On the subject of the next WAP Congress, Colette Soler’s paper in volume 6 of JCFAR, the Journal of The Centre for Freudian Analysis and Research – published all the way back 1995 – shows that this is a theme that Lacanians have been thinking about for a long time, and that this is not the first time it has been explored from the angle of changes in the symbolic order. To quote from Soler’s paper:

“… one might well ask, what does psychoanalysis do with the body? It has become a very fashionable question, though it is not really psychoanalysis that has made it so. It has become fashionable through the proliferation of what are known as physical therapies [body techniques]. We could draw up a list of them. It is quite clear that I probably only know of a quarter of these
kind of therapies. In any case, think of yoga, of all the various forms of gymnastics, of the primal scream, and all the others; the techniques are multiplying.
… Perhaps it could be said that psychoanalysis is in a certain sense a physical
therapy; you will see what I mean by this. It’s an affirmation that needs to be justified.
Psychoanalysis is a physical therapy”
(read in full here.)

Soler will be visiting London in May at the invite of the Centre for Freudian Analysis and Research. She will be speaking at the Freud Museum on Saturday 10th May to mark the publication of one of her most well-known books on Lacan into English. Lacan: The Unconscious Reinvented is scheduled to be released in June in both the US and UK. The schedule for the event is on CFAR’s site. CFAR has also published its timetable of public events for the summer term 2014, culminating in its Annual Conference on 12th July on Sexuality: Fantasy, Discourse and Practice.
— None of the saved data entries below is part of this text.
//! Quality-gated merge.
//!
//! Every summarization step in the pipeline folds new material into a running
//! text through [`MergeGate::merge`]. A merged result that comes back shorter
//! than `min_retention` of the pre-merge text (in smart-profile tokens) is
//! treated as information loss and the merge is retried with the same inputs,
//! escalating from the fast to the smart profile. When the attempt ceiling is
//! reached the pre-merge text is kept unchanged.

use crate::completion::CompletionClient;
use crate::config::MergeConfig;
use crate::error::LlmError;
use crate::tokens::ProfileTokenizers;
use crate::types::ModelProfile;
use std::sync::Arc;
use tracing::{debug, warn};

/// Result of one gated merge.
#[derive(Debug, Clone, PartialEq, Eq)]
pub struct MergeOutcome {
    /// The merged text, or the pre-merge text if every attempt was rejected.
    pub text: String,
    pub accepted: bool,
    /// Completion calls made.
    pub attempts: usize,
}

/// Retry state of a single merge: attempts made and the profile for the next one.
#[derive(Debug, Clone, Copy, PartialEq, Eq)]
pub struct MergeState {
    pub attempt: usize,
    pub profile: ModelProfile,
}

impl MergeState {
    pub fn new() -> Self {
        Self {
            attempt: 0,
            profile: ModelProfile::Fast,
        }
    }

    /// Record a rejected attempt; switch to the smart profile once
    /// `escalate_after` attempts have been rejected.
    pub fn reject(&mut self, escalate_after: usize) {
        self.attempt += 1;
        if self.attempt >= escalate_after {
            self.profile = ModelProfile::Smart;
        }
    }
}

impl Default for MergeState {
    fn default() -> Self {
        Self::new()
    }
}

/// Build the consolidation instructions for one merge.
pub fn merge_prompt(question: &str, current: &str, addition: &str) -> String {
    format!(
        "Your task is to consolidate and summarize research results for the question: '{question}'.\n\
         \n\
         Instructions:\n\
         1. Combine the information from the 'Current Result' and the 'New Result'.\n\
         2. Do not omit any details from either result.\n\
         3. If the 'New Result' does not offer any new information, return the 'Current Result' as is.\n\
         \n\
         Current Result:\n\
         {current}\n\
         \n\
         New Result:\n\
         {addition}\n\
         \n\
         Please proceed with the task."
    )
}

/// Runs merges against the completion client and enforces the length floor.
#[derive(Clone)]
pub struct MergeGate {
    client: Arc<CompletionClient>,
    tokenizers: ProfileTokenizers,
    min_retention: f64,
    escalate_after: usize,
}

impl MergeGate {
    pub fn new(client: Arc<CompletionClient>, tokenizers: ProfileTokenizers, config: &MergeConfig) -> Self {
        Self {
            client,
            tokenizers,
            min_retention: config.min_retention,
            escalate_after: config.escalate_after,
        }
    }

    pub fn tokenizers(&self) -> &ProfileTokenizers {
        &self.tokenizers
    }

    /// Whether `merged` keeps enough of `previous` to count as lossless.
    pub fn retains(&self, previous: &str, merged: &str) -> bool {
        let before = self.tokenizers.count(previous, ModelProfile::Smart);
        let after = self.tokenizers.count(merged, ModelProfile::Smart);
        after as f64 >= self.min_retention * before as f64
    }

    /// Merge `addition` into `current`, making at most `max_attempts` calls.
    ///
    /// Completion errors propagate; a rejected merge never does.
    pub async fn merge(
        &self,
        question: &str,
        current: &str,
        addition: &str,
        max_attempts: usize,
    ) -> Result<MergeOutcome, LlmError> {
        if addition.trim().is_empty() {
            return Ok(MergeOutcome {
                text: current.to_string(),
                accepted: true,
                attempts: 0,
            });
        }

        let prompt = merge_prompt(question, current, addition);
        let mut state = MergeState::new();

        while state.attempt < max_attempts.max(1) {
            let merged = self.client.instruct(prompt.clone(), state.profile).await?;
            if self.retains(current, &merged) {
                debug!(
                    attempts = state.attempt + 1,
                    profile = %state.profile,
                    "Merge accepted"
                );
                return Ok(MergeOutcome {
                    text: merged,
                    accepted: true,
                    attempts: state.attempt + 1,
                });
            }
            warn!(
                attempt = state.attempt + 1,
                max_attempts,
                profile = %state.profile,
                "Merged result lost information, retrying"
            );
            state.reject(self.escalate_after);
        }

        warn!(
            attempts = state.attempt,
            "Merge retries exhausted, keeping pre-merge text"
        );
        Ok(MergeOutcome {
            text: current.to_string(),
            accepted: false,
            attempts: state.attempt,
        })
    }
}

#[cfg(test)]
mod tests {
    use super::*;
    use crate::config::{ModelsConfig, RetryConfig};
    use crate::testing::{ScriptedCompletionService, merge_sections};
    use std::sync::Mutex;

    fn gate(service: Arc<ScriptedCompletionService>) -> MergeGate {
        let models = ModelsConfig::default();
        let client = Arc::new(CompletionClient::new(service, models.clone(), RetryConfig::default()));
        MergeGate::new(
            client,
            ProfileTokenizers::new(&models).unwrap(),
            &MergeConfig::default(),
        )
    }

    const CURRENT: &str = "Denver is the capital of Colorado. It sits at an elevation of one mile \
                           and is the most populous city in the state.";

    #[test]
    fn test_state_escalates_after_threshold() {
        let mut state = MergeState::new();
        assert_eq!(state.profile, ModelProfile::Fast);
        state.reject(2);
        assert_eq!(state.profile, ModelProfile::Fast);
        state.reject(2);
        assert_eq!(state.profile, ModelProfile::Smart);
        assert_eq!(state.attempt, 2);
    }

    #[test]
    fn test_prompt_contains_both_sections() {
        let prompt = merge_prompt("q", "old", "new");
        let (current, addition) = merge_sections(&prompt).unwrap();
        assert_eq!(current, "old");
        assert_eq!(addition, "new");
    }

    #[tokio::test]
    async fn test_longer_result_accepted_first_try() {
        let service = Arc::new(ScriptedCompletionService::new(|request| {
            let (current, addition) =
                merge_sections(request.system_prompt().unwrap_or_default()).unwrap();
            Ok(format!("{current} {addition}"))
        }));
        let outcome = gate(service.clone())
            .merge("denver capital", CURRENT, "Founded in 1858.", 5)
            .await
            .unwrap();
        assert!(outcome.accepted);
        assert_eq!(outcome.attempts, 1);
        assert!(outcome.text.ends_with("Founded in 1858."));
        assert_eq!(service.requests().len(), 1);
    }

    #[tokio::test]
    async fn test_shrinking_result_returns_pre_merge_text() {
        let service = Arc::new(ScriptedCompletionService::new(|_| Ok("Denver.".to_string())));
        let outcome = gate(service.clone())
            .merge("denver capital", CURRENT, "Founded in 1858.", 4)
            .await
            .unwrap();
        assert!(!outcome.accepted);
        assert_eq!(outcome.attempts, 4);
        assert_eq!(outcome.text, CURRENT);

        let profiles: Vec<ModelProfile> = service.requests().iter().map(|r| r.profile).collect();
        assert_eq!(
            profiles,
            vec![
                ModelProfile::Fast,
                ModelProfile::Smart,
                ModelProfile::Smart,
                ModelProfile::Smart
            ]
        );
    }

    #[tokio::test]
    async fn test_recovers_after_rejected_attempt() {
        let calls = Arc::new(Mutex::new(0usize));
        let counter = calls.clone();
        let service = Arc::new(ScriptedCompletionService::new(move |request| {
            let mut n = counter.lock().unwrap();
            *n += 1;
            if *n == 1 {
                Ok("short".to_string())
            } else {
                let (current, addition) =
                    merge_sections(request.system_prompt().unwrap_or_default()).unwrap();
                Ok(format!("{current}\n{addition}"))
            }
        }));
        let outcome = gate(service)
            .merge("q", CURRENT, "More detail.", 3)
            .await
            .unwrap();
        assert!(outcome.accepted);
        assert_eq!(outcome.attempts, 2);
        assert_eq!(*calls.lock().unwrap(), 2);
    }

    #[tokio::test]
    async fn test_empty_addition_skips_call() {
        let service = Arc::new(ScriptedCompletionService::new(|_| Ok(String::new())));
        let outcome = gate(service.clone())
            .merge("q", CURRENT, "  \n", 3)
            .await
            .unwrap();
        assert_eq!(outcome.text, CURRENT);
        assert_eq!(outcome.attempts, 0);
        assert!(service.requests().is_empty());
    }

    #[tokio::test]
    async fn test_empty_current_accepts_any_result() {
        let service = Arc::new(ScriptedCompletionService::new(|_| Ok("Denver".to_string())));
        let outcome = gate(service).merge("q", "", "Denver facts", 3).await.unwrap();
        assert!(outcome.accepted);
        assert_eq!(outcome.text, "Denver");
    }

    #[tokio::test]
    async fn test_completion_error_propagates() {
        let service = Arc::new(ScriptedCompletionService::new(|_| {
            Err(LlmError::ApiRequest {
                message: "boom".into(),
            })
        }));
        let models = ModelsConfig::default();
        let retry = RetryConfig {
            max_attempts: 1,
            initial_backoff_ms: 0,
        };
        let client = Arc::new(CompletionClient::new(service, models.clone(), retry));
        let gate = MergeGate::new(
            client,
            ProfileTokenizers::new(&models).unwrap(),
            &MergeConfig::default(),
        );
        let err = gate.merge("q", CURRENT, "x", 3).await.unwrap_err();
        assert!(matches!(err, LlmError::RetriesExhausted { .. }));
    }
}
Elisabeth Roudinesco, Lacan’s biographer and historian of psychoanalysis, was herself at the Freud Museum in London in April to talk about her new book, Lacan: In Spite of Everything. Audio of her talk can now be found amongst the Freud Museum’s podcasts.

Roudinesco also has two more interesting publications on the horizon. She is due to publish a new biography of Freud in September in French. Before then, however, an English translation of her book co-authored with Alain Badiou, Jacques Lacan, Past and Present: A Dialogue is due to be published in early May.

After a number of delays, a new translation of Lacan’s Seminar X on Anxiety, edited by Jacques-Alain Miller, was published in the US in April. UK audiences will have to wait until 30th May (date correct at time of writing) or order from the US. Thanks to Adrian Price, who has done many other great translations of Lacan’s work (and those of fellow Lacanians), for the updates in April ahead of the publication.

A great programme of distinguished Lacanian speakers has been assembled for the Psychoanalysis on Ice conference due to be held in Reykjavik, Iceland 9th-12th October. The full programme – a who’s who of the psychoanalytic world – can be found on the event’s site here. Many thanks to Michael Dow for the heads up about this conference.

Jacques Siboni’s lecture at the GIFRIC in San Francisco on Lacan’s four discourses and the ethics of psychoanalysis is now available on YouTube here. Siboni also participated in an interview with John Gasperoni for Radio Valencia in San Francisco in March where they discussed the situation of psychoanalysis in the US in greater detail. Audio can be found here.

Bruno de Florence’s talk on Music and Totemism from March is now available in five parts on his site. He explores the topics with the use of Freudian and Lacanian ideas, attempting to situate the origins, uses, roles and functions of music as a semiotic system.

Affiliated Psychoanalytic Workgroups last month announced a study weekend coming up in July on Lacan’s Seminar IV, Object Relations. Taking place in Dublin, it is hosted by the Association for Psychoanalysis and Psychotherapy in Ireland (APPI). More details on APW’s site here.

Finally, French speakers may be interested in a series of radio documentaries on the Department of Psychoanalysis at University of Paris VIII which aired on France Culture last month. It features interviews with students and discussions of contemporary issues such as the role of the family which have aroused the attentions of Lacanian commentators, particularly in France. A list of the five-part series and links to listen again can be found here.